Proteomic analysis distinguishes extracellular vesicles produced by cancerous versus healthy pancreatic organoids

Abstract

Extracellular vesicles (EVs) are produced and released by both healthy and malignant cells and bear markers indicative of ongoing biological processes. In the present study we utilized high resolution flow cytometry to detect EVs in the plasma of patients with pancreatic ductal adenocarcinoma (PDAC) and in the supernatants of PDAC and healthy control (HC) pancreatic organoid cultures. Using ultrafiltration and size exclusion chromatography, PDAC and HC pancreatic organoid EVs were isolated for mass spectrometry analysis. Proteomic and functional protein network analysis showed a striking distinction in that EV proteins profiled in pancreatic cancer organoids were involved in vesicular transport and tumorigenesis while EV proteins in healthy organoids were involved in cellular homeostasis. Thus, the most abundant proteins identified in either case represented non-overlapping cellular programs. Tumor-promoting candidates LAMA5, SDCBP and TENA were consistently upregulated in PDAC EVs. Validation of specific markers for PDAC EVs versus healthy pancreatic EVs will provide the biomarkers and enhanced sensitivity necessary to monitor early disease or disease progression, with or without treatment. Moreover, disease-associated changes in EV protein profiles provide an opportunity to investigate alterations in cellular programming with disease progression.

Figure 1

Flow cytometry detection of EVs in PDAC patient plasma. (A) Megamix beads (left panel, 100–500 nm in size) were detected with 488 nm fluorescence and were used to standardize the flow cytometer for acquisition of labeled EVs. Additional panels compare acquisition of PBS alone or PBS with 200 nm Fluoresbrite beads (fl-200 nm) or platelet-poor plasma (PPP) with fl-200 nm beads. (B) Detection of CD9 and CD45 antibody staining of plasma EVs is reduced to background by the addition of 0.1% Triton X-100. (C) CD9, CD45 or CD41 positive EVs were assessed in PPP samples from PDAC patients receiving neoadjuvant treatment for 0 to 4 cycles.

Figure 2

Isolation of EVs from organoids established from PDAC patients and healthy controls (HC). (A) Image of representative pancreatic organoid culture (PDAC). (B) Fractions obtained after size exclusion chromatography (SEC) of PDAC organoid supernatants were analyzed for CD9⁺ EVs by flow cytometry and protein levels by measurement at 280 nm. (C) Representative EM images of EVs isolated after SEC on supernatants collected from two healthy control (HC-1 and HC-2) and two PDAC (PDAC-2 and PDAC-4) organoid cultures.

Figure 3

Statistical comparison of proteins identified in EVs isolated from healthy control (HC) and PDAC pancreatic organoids. (A) Multidimensional scaling (MDS) demonstrates clustering of samples by condition (HC versus PDAC) with PDAC-4 further removed from other PDAC samples. (B) Distribution of the candidate proteins with significant change (Up or Down) or without differential expression (non-DE) between the HC and PDAC sample sets are visualized by plotting fold change vs CPM.

Figure 4

Proteomic analysis of EV samples isolated from four healthy control (HC) and four pancreatic cancer (PDAC) organoid cultures (4 × 4 study). (A) Fold change of spectral count averages for top 10 proteins upregulated in HC (top panel) and top 10 proteins upregulated in PDAC (bottom panel). (B) Spectral count averages in the HC or PDAC group for each corresponding protein identified in (A).

Figure 5

Protein interaction analysis.
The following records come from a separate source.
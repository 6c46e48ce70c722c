//! Domain Layer
//!
//! Contains entities, value objects, and repository traits.

pub mod entity;
pub mod repository;
pub mod value_object;

// Re-exports
pub use entity::{AuthState, Customer, Session, User};
pub use repository::{
    AuthDirectory, CredentialRepository, CustomerRepository, SessionStore, UserRepository,
};
//! In-memory directory over the demo datasets

use std::collections::HashMap;

use crate::domain::entity::{customer::Customer, user::User};
use crate::domain::repository::{CredentialRepository, CustomerRepository, UserRepository};
use crate::error::AuthResult;
use crate::infra::demo_data::{DEMO_CREDENTIALS, demo_customers, demo_users};

/// Demo-backed credential, user and customer tables
#[derive(Debug, Clone)]
pub struct DemoDirectory {
    credentials: HashMap<String, String>,
    users: Vec<User>,
    customers: Vec<Customer>,
}

impl DemoDirectory {
    /// Directory loaded with the shipped demo datasets
    pub fn seeded() -> Self {
        Self {
            credentials: DEMO_CREDENTIALS
                .iter()
                .map(|(id, secret)| (id.to_string(), secret.to_string()))
                .collect(),
            users: demo_users(),
            customers: demo_customers(),
        }
    }
}

impl CredentialRepository for DemoDirectory {
    async fn find_secret(&self, identifier: &str) -> AuthResult<Option<String>> {
        Ok(self.credentials.get(identifier).cloned())
    }
}

impl UserRepository for DemoDirectory {
    async fn find_user_by_email(&self, email: &str) -> AuthResult<Option<User>> {
        Ok(self.users.iter().find(|u| u.email.as_str() == email).cloned())
    }
}

impl CustomerRepository for DemoDirectory {
    async fn find_customer_by_email(&self, email: &str) -> AuthResult<Option<Customer>> {
        Ok(self
            .customers
            .iter()
            .find(|c| c.email.as_str() == email)
            .cloned())
    }
}

#[cfg(test)]
impl DemoDirectory {
    /// Drop a user record while keeping its credential
    pub(crate) fn without_user(mut self, email: &str) -> Self {
        self.users.retain(|u| u.email.as_str() != email);
        self
    }

    pub(crate) fn without_customer(mut self, email: &str) -> Self {
        self.customers.retain(|c| c.email.as_str() != email);
        self
    }
}

#[cfg(test)]
mod tests {
    use super::*;
    use crate::domain::value_object::user_role::UserRole;

    #[tokio::test]
    async fn test_seeded_lookups() {
        let dir = DemoDirectory::seeded();

        assert_eq!(
            dir.find_secret("admin@prominencebank.com").await.unwrap().as_deref(),
            Some("admin123")
        );
        assert_eq!(dir.find_secret("nobody@example.com").await.unwrap(), None);

        let user = dir
            .find_user_by_email("jane.smith@example.com")
            .await
            .unwrap()
            .unwrap();
        assert_eq!(user.role, UserRole::Client);

        let customer = dir
            .find_customer_by_email("jane.smith@example.com")
            .await
            .unwrap()
            .unwrap();
        assert_eq!(customer.id.as_str(), "cust-2");
    }

    #[tokio::test]
    async fn test_lookups_are_exact() {
        let dir = DemoDirectory::seeded();
        assert_eq!(dir.find_secret("ADMIN@prominencebank.com").await.unwrap(), None);
        assert_eq!(dir.find_secret(" admin@prominencebank.com").await.unwrap(), None);
    }

    #[tokio::test]
    async fn test_without_user_keeps_credential() {
        let dir = DemoDirectory::seeded().without_user("jane.smith@example.com");
        assert!(dir.find_secret("jane.smith@example.com").await.unwrap().is_some());
        assert!(
            dir.find_user_by_email("jane.smith@example.com")
                .await
                .unwrap()
                .is_none()
        );
        assert_eq!(dir.users.len(), 2);
    }
}
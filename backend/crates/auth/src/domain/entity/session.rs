//! Session Entity
//!
//! The currently authenticated actor, plus the holder-level auth state.

use crate::domain::entity::{customer::Customer, user::User};
use crate::domain::value_object::{email::Email, user_id::UserId, user_role::UserRole};

/// Authenticated session
///
/// Only constructed after a successful credential check or from a restored
/// record. Fields are private so the role cannot change for the lifetime
/// of the session.
#[derive(Debug, Clone, PartialEq, Eq)]
pub struct Session {
    user: User,
    customer: Option<Customer>,
}

impl Session {
    pub fn new(user: User, customer: Option<Customer>) -> Self {
        Self { user, customer }
    }

    /// Subject identifier
    pub fn subject_id(&self) -> &UserId {
        &self.user.id
    }

    pub fn display_name(&self) -> &str {
        &self.user.name
    }

    pub fn email(&self) -> &Email {
        &self.user.email
    }

    pub fn role(&self) -> UserRole {
        self.user.role
    }

    /// Linked customer profile (client sessions only)
    pub fn customer(&self) -> Option<&Customer> {
        self.customer.as_ref()
    }

    /// The persisted user record
    pub fn user(&self) -> &User {
        &self.user
    }
}

/// Auth state of the session holder
///
/// `Authenticating` is transient: it covers restoration at start-up and
/// the simulated latency of sign-in calls.
#[derive(Debug, Clone, PartialEq, Eq, Default)]
pub enum AuthState {
    Unauthenticated,
    #[default]
    Authenticating,
    Authenticated(Session),
}

impl AuthState {
    pub fn session(&self) -> Option<&Session> {
        match self {
            AuthState::Authenticated(session) => Some(session),
            AuthState::Unauthenticated | AuthState::Authenticating => None,
        }
    }

    pub fn role(&self) -> Option<UserRole> {
        self.session().map(Session::role)
    }

    pub fn is_authenticated(&self) -> bool {
        matches!(self, AuthState::Authenticated(_))
    }

    pub fn is_loading(&self) -> bool {
        matches!(self, AuthState::Authenticating)
    }
}
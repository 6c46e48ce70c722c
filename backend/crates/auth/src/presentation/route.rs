//! Route Table
//!
//! Typed routes for the public entry page and the two portal trees.
//! Unknown paths resolve to [`Route::NotFound`].

use std::fmt;

use crate::domain::value_object::user_role::UserRole;

/// Public entry route (the login page)
pub const LOGIN_PATH: &str = "/";

const CLIENT_HOME: &str = "/dashboard";
const ADMIN_HOME: &str = "/admin";

/// Landing page of a role's portal
pub const fn home_path(role: UserRole) -> &'static str {
    match role {
        UserRole::Client => CLIENT_HOME,
        UserRole::Admin => ADMIN_HOME,
    }
}

#[derive(Debug, Clone, PartialEq, Eq)]
pub enum ClientPage {
    Dashboard,
    Accounts,
    AccountDetail(String),
    Transactions,
    Transfer,
    Beneficiaries,
    Instruments,
    Support,
    Funding,
    Settings,
}

#[derive(Debug, Clone, PartialEq, Eq)]
pub enum AdminPage {
    Overview,
    Customers,
    NewCustomer,
    CustomerDetail(String),
    Accounts,
    NewAccount,
    AccountDetail(String),
    Transactions,
    Transfers,
    Deposits,
    Holds,
    /// `/admin/products/:type`
    Product(String),
    /// `/admin/settings/:section`
    Settings(String),
    /// `/admin/reports/:type`
    Report(String),
}

#[derive(Debug, Clone, PartialEq, Eq)]
pub enum Route {
    Login,
    Client(ClientPage),
    Admin(AdminPage),
    NotFound,
}

impl Route {
    /// Resolve a location path
    ///
    /// Query strings and fragments are ignored, as is a single trailing slash.
    pub fn resolve(path: &str) -> Route {
        let path = path.split(['?', '#']).next().unwrap_or_default();
        let trimmed = path.strip_suffix('/').unwrap_or(path);
        if trimmed.is_empty() {
            return Route::Login;
        }
        let Some(rest) = trimmed.strip_prefix('/') else {
            return Route::NotFound;
        };

        let segments: Vec<&str> = rest.split('/').collect();
        if segments.iter().any(|s| s.is_empty()) {
            return Route::NotFound;
        }

        match segments.as_slice() {
            ["admin", tail @ ..] => resolve_admin(tail)
                .map(Route::Admin)
                .unwrap_or(Route::NotFound),
            _ => resolve_client(&segments)
                .map(Route::Client)
                .unwrap_or(Route::NotFound),
        }
    }

    /// Canonical path of this route; `NotFound` has none
    pub fn path(&self) -> Option<String> {
        let path = match self {
            Route::Login => LOGIN_PATH.to_string(),
            Route::Client(page) => client_path(page),
            Route::Admin(page) => admin_path(page),
            Route::NotFound => return None,
        };
        Some(path)
    }

    /// Role a session must hold to enter this route; `None` for public routes
    pub fn required_role(&self) -> Option<UserRole> {
        match self {
            Route::Client(_) => Some(UserRole::Client),
            Route::Admin(_) => Some(UserRole::Admin),
            Route::Login | Route::NotFound => None,
        }
    }
}

impl fmt::Display for Route {
    fn fmt(&self, f: &mut fmt::Formatter<'_>) -> fmt::Result {
        match self.path() {
            Some(path) => f.write_str(&path),
            None => f.write_str("<not found>"),
        }
    }
}

fn resolve_client(segments: &[&str]) -> Option<ClientPage> {
    let page = match segments {
        ["dashboard"] => ClientPage::Dashboard,
        ["accounts"] => ClientPage::Accounts,
        ["accounts", id] => ClientPage::AccountDetail(id.to_string()),
        ["transactions"] => ClientPage::Transactions,
        ["transfer"] => ClientPage::Transfer,
        ["beneficiaries"] => ClientPage::Beneficiaries,
        ["instruments"] => ClientPage::Instruments,
        ["support"] => ClientPage::Support,
        ["funding"] => ClientPage::Funding,
        ["settings"] => ClientPage::Settings,
        _ => return None,
    };
    Some(page)
}

fn resolve_admin(segments: &[&str]) -> Option<AdminPage> {
    let page = match segments {
        [] => AdminPage::Overview,
        ["customers"] => AdminPage::Customers,
        ["customers", "new"] => AdminPage::NewCustomer,
        ["customers", id] => AdminPage::CustomerDetail(id.to_string()),
        ["accounts"] => AdminPage::Accounts,
        ["accounts", "new"] => AdminPage::NewAccount,
        ["accounts", id] => AdminPage::AccountDetail(id.to_string()),
        ["transactions"] => AdminPage::Transactions,
        ["transfers"] => AdminPage::Transfers,
        ["deposits"] => AdminPage::Deposits,
        ["holds"] => AdminPage::Holds,
        ["products", kind] => AdminPage::Product(kind.to_string()),
        ["settings", section] => AdminPage::Settings(section.to_string()),
        ["reports", kind] => AdminPage::Report(kind.to_string()),
        _ => return None,
    };
    Some(page)
}

fn client_path(page: &ClientPage) -> String {
    match page {
        ClientPage::Dashboard => CLIENT_HOME.to_string(),
        ClientPage::Accounts => "/accounts".to_string(),
        ClientPage::AccountDetail(id) => format!("/accounts/{id}"),
        ClientPage::Transactions => "/transactions".to_string(),
        ClientPage::Transfer => "/transfer".to_string(),
        ClientPage::Beneficiaries => "/beneficiaries".to_string(),
        ClientPage::Instruments => "/instruments".to_string(),
        ClientPage::Support => "/support".to_string(),
        ClientPage::Funding => "/funding".to_string(),
        ClientPage::Settings => "/settings".to_string(),
    }
}

fn admin_path(page: &AdminPage) -> String {
    match page {
        AdminPage::Overview => ADMIN_HOME.to_string(),
        AdminPage::Customers => "/admin/customers".to_string(),
        AdminPage::NewCustomer => "/admin/customers/new".to_string(),
        AdminPage::CustomerDetail(id) => format!("/admin/customers/{id}"),
        AdminPage::Accounts => "/admin/accounts".to_string(),
        AdminPage::NewAccount => "/admin/accounts/new".to_string(),
        AdminPage::AccountDetail(id) => format!("/admin/accounts/{id}"),
        AdminPage::Transactions => "/admin/transactions".to_string(),
        AdminPage::Transfers => "/admin/transfers".to_string(),
        AdminPage::Deposits => "/admin/deposits".to_string(),
        AdminPage::Holds => "/admin/holds".to_string(),
        AdminPage::Product(kind) => format!("/admin/products/{kind}"),
        AdminPage::Settings(section) => format!("/admin/settings/{section}"),
        AdminPage::Report(kind) => format!("/admin/reports/{kind}"),
    }
}
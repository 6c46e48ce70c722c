//! Presentation Layer
//!
//! Route table, route guard, portal menus, notifications and form handlers.

pub mod guard;
pub mod handlers;
pub mod navigation;
pub mod notification;
pub mod route;

pub use guard::{Navigation, RouteDecision, authorize, navigate};
pub use handlers::{LoginForm, SubmitOutcome, sign_out, submit_federated_login, submit_login};
pub use navigation::{NavItem, NavSection, menu_for};
pub use notification::{Notification, NotificationLevel, SignInFlow};
pub use route::{AdminPage, ClientPage, LOGIN_PATH, Route, home_path};
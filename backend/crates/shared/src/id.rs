//! Common ID Types
//!
//! Type-safe ID wrappers for portal records.
//!
//! Record identifiers in the portal datasets are opaque strings
//! (`"admin-1"`, `"cust-2"`), so the wrapper stores a `String` and
//! serializes transparently.

use serde::{Deserialize, Deserializer, Serialize, Serializer};
use std::fmt;
use std::hash::{Hash, Hasher};
use std::marker::PhantomData;

/// Generic typed ID wrapper
///
/// Usage:
/// ```
/// use kernel::id::Id;
/// pub struct AccountMarker;
/// type AccountId = Id<AccountMarker>;
///
/// let id = AccountId::new("acc-1");
/// assert_eq!(id.as_str(), "acc-1");
/// ```
pub struct Id<T> {
    value: String,
    _marker: PhantomData<fn() -> T>,
}

impl<T> Id<T> {
    pub fn new(value: impl Into<String>) -> Self {
        Self {
            value: value.into(),
            _marker: PhantomData,
        }
    }

    pub fn as_str(&self) -> &str {
        &self.value
    }
}

impl<T> Clone for Id<T> {
    fn clone(&self) -> Self {
        Self::new(self.value.clone())
    }
}

impl<T> PartialEq for Id<T> {
    fn eq(&self, other: &Self) -> bool {
        self.value == other.value
    }
}

impl<T> Eq for Id<T> {}

impl<T> Hash for Id<T> {
    fn hash<H: Hasher>(&self, state: &mut H) {
        self.value.hash(state);
    }
}

impl<T> fmt::Debug for Id<T> {
    fn fmt(&self, f: &mut fmt::Formatter<'_>) -> fmt::Result {
        write!(f, "Id({})", self.value)
    }
}

impl<T> fmt::Display for Id<T> {
    fn fmt(&self, f: &mut fmt::Formatter<'_>) -> fmt::Result {
        write!(f, "{}", self.value)
    }
}

impl<T> From<&str> for Id<T> {
    fn from(value: &str) -> Self {
        Self::new(value)
    }
}

impl<T> Serialize for Id<T> {
    fn serialize<S: Serializer>(&self, serializer: S) -> Result<S::Ok, S::Error> {
        serializer.serialize_str(&self.value)
    }
}

impl<'de, T> Deserialize<'de> for Id<T> {
    fn deserialize<D: Deserializer<'de>>(deserializer: D) -> Result<Self, D::Error> {
        String::deserialize(deserializer).map(Self::new)
    }
}

#[cfg(test)]
mod tests {
    use super::*;

    struct Account;
    struct Customer;

    #[test]
    fn test_id_type_safety() {
        let account_id: Id<Account> = Id::new("acc-1");
        let customer_id: Id<Customer> = Id::new("acc-1");

        // Same underlying value, distinct types
        assert_eq!(account_id.as_str(), customer_id.as_str());
    }

    #[test]
    fn test_id_serializes_transparently() {
        let id: Id<Account> = Id::new("acc-1");
        let json = serde_json::to_string(&id).unwrap();
        assert_eq!(json, "\"acc-1\"");

        let back: Id<Account> = serde_json::from_str(&json).unwrap();
        assert_eq!(back, id);
    }
}
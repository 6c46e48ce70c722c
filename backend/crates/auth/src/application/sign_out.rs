//! Sign Out Use Case
//!
//! Removes the persisted session entry.

use std::sync::Arc;

use crate::domain::repository::SessionStore;
use crate::error::AuthResult;

/// Sign out use case
pub struct SignOutUseCase<S>
where
    S: SessionStore,
{
    session_store: Arc<S>,
}

impl<S> SignOutUseCase<S>
where
    S: SessionStore,
{
    pub fn new(session_store: Arc<S>) -> Self {
        Self { session_store }
    }

    /// Idempotent: clearing an absent entry succeeds
    pub fn execute(&self) -> AuthResult<()> {
        self.session_store.clear()?;
        tracing::info!("User signed out");
        Ok(())
    }
}

#[cfg(test)]
mod tests {
    use super::*;
    use crate::infra::demo_data::demo_users;
    use crate::infra::LocalSessionStore;
    use platform::storage::MemoryStore;

    #[test]
    fn test_sign_out_twice() {
        let store = Arc::new(LocalSessionStore::new(
            Arc::new(MemoryStore::new()),
            "prominence_user",
        ));
        store.save(&demo_users()[0]).unwrap();

        let use_case = SignOutUseCase::new(store.clone());
        use_case.execute().unwrap();
        assert_eq!(store.load().unwrap(), None);

        use_case.execute().unwrap();
        assert_eq!(store.load().unwrap(), None);
    }
}
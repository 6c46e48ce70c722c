//! Value Object Module

pub mod customer_id;
pub mod customer_status;
pub mod customer_type;
pub mod email;
pub mod risk_level;
pub mod user_id;
pub mod user_role;

pub use customer_id::CustomerId;
pub use customer_status::CustomerStatus;
pub use customer_type::CustomerType;
pub use email::Email;
pub use risk_level::RiskLevel;
pub use user_id::UserId;
pub use user_role::UserRole;
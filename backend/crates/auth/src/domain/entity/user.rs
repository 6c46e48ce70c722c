//! User Entity
//!
//! Portal login account. This is also the shape persisted in client-local
//! storage for session restoration.

use chrono::{DateTime, Utc};
use serde::{Deserialize, Serialize};

use crate::domain::value_object::{email::Email, user_id::UserId, user_role::UserRole};

/// User entity
#[derive(Debug, Clone, PartialEq, Eq, Serialize, Deserialize)]
#[serde(rename_all = "camelCase")]
pub struct User {
    pub id: UserId,
    pub email: Email,
    /// Display name
    pub name: String,
    pub role: UserRole,
    #[serde(default, skip_serializing_if = "Option::is_none")]
    pub profile_picture: Option<String>,
    pub created_at: DateTime<Utc>,
}

impl User {
    pub fn new(id: UserId, email: Email, name: impl Into<String>, role: UserRole) -> Self {
        Self {
            id,
            email,
            name: name.into(),
            role,
            profile_picture: None,
            created_at: Utc::now(),
        }
    }

    pub fn with_profile_picture(mut self, url: impl Into<String>) -> Self {
        self.profile_picture = Some(url.into());
        self
    }

    pub fn with_created_at(mut self, created_at: DateTime<Utc>) -> Self {
        self.created_at = created_at;
        self
    }
}
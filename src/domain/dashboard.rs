//! Dashboard summary

use chrono::{DateTime, Utc};
use rust_decimal::Decimal;
use serde::{Deserialize, Serialize};

/// Point-in-time operational figures for one tenant.
#[derive(Debug, Clone, Serialize, Deserialize, PartialEq)]
pub struct DashboardSummary {
    pub receivings_pending_qc: i64,
    pub receivings_today: i64,
    pub qc_accepted_today: i64,
    pub qc_on_hold_today: i64,
    pub qc_rejected_today: i64,
    /// Percentage of today's checks that were accepted, `None` before the first check.
    pub qc_acceptance_rate: Option<Decimal>,
    pub shipments_in_transit: i64,
    pub shipments_delayed: i64,
    pub visitors_on_site: i64,
    pub vehicles_on_site: i64,
    pub employees_checked_in: i64,
    pub cold_rooms_out_of_range: i64,
    pub unacknowledged_alerts: i64,
    pub generated_at: DateTime<Utc>,
}
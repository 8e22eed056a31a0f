//! Tracing subscriber setup

use crate::config::Environment;
use tracing_subscriber::{layer::SubscriberExt, util::SubscriberInitExt, EnvFilter};

/// Filter used when `RUST_LOG` is unset. Request traces from tower-http stay
/// visible outside prod; sqlx statement logging is kept to warnings.
fn default_directives(env: &Environment) -> &'static str {
    match env {
        Environment::Dev => "producechain_backend=debug,tower_http=debug,sqlx=warn,info",
        Environment::Staging => "producechain_backend=debug,tower_http=info,sqlx=warn,info",
        Environment::Prod => "producechain_backend=info,tower_http=info,sqlx=warn,warn",
    }
}

pub fn init_logging(env: &Environment) {
    let filter =
        EnvFilter::try_from_default_env().unwrap_or_else(|_| default_directives(env).into());

    let fmt_layer = tracing_subscriber::fmt::layer()
        .with_target(true)
        .with_thread_ids(false)
        .with_file(env.is_dev())
        .with_line_number(env.is_dev());

    // JSON in production for the log shipper, pretty output elsewhere
    if env.is_prod() {
        tracing_subscriber::registry()
            .with(filter)
            .with(fmt_layer.json())
            .init();
    } else {
        tracing_subscriber::registry()
            .with(filter)
            .with(fmt_layer.pretty())
            .init();
    }

    tracing::info!(environment = ?env, "Logging initialized");
}

#[cfg(test)]
mod tests {
    use super::*;

    #[test]
    fn default_directives_parse_for_every_environment() {
        for env in [Environment::Dev, Environment::Staging, Environment::Prod] {
            let directives = default_directives(&env);
            assert!(EnvFilter::try_new(directives).is_ok(), "{directives}");
            assert!(directives.contains("producechain_backend="));
        }
    }

    #[test]
    fn prod_keeps_crate_logs_at_info() {
        assert!(default_directives(&Environment::Prod).starts_with("producechain_backend=info"));
        assert!(default_directives(&Environment::Dev).contains("producechain_backend=debug"));
    }
}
The STRING database (https://string-db.org) was used to analyze protein–protein interactions among the candidates found to be upregulated in pancreatic organoid EVs from (A) healthy controls or (B) PDAC patients. Nodes highlighted with a red ring designate proteins within the top ten highest fold change in each group (p < 0.01, see Fig. 4).

Figure 6

Upregulated proteins analyzed in additional PDAC organoid EVs. Comparison of average spectral counts of top proteins identified in the 4 × 4 study (see Fig. 4) to normalized spectral counts for each corresponding protein in six additional PDAC organoid EV samples. PDAC stage is shown for each PDAC organoid (met metastatic tumor sample).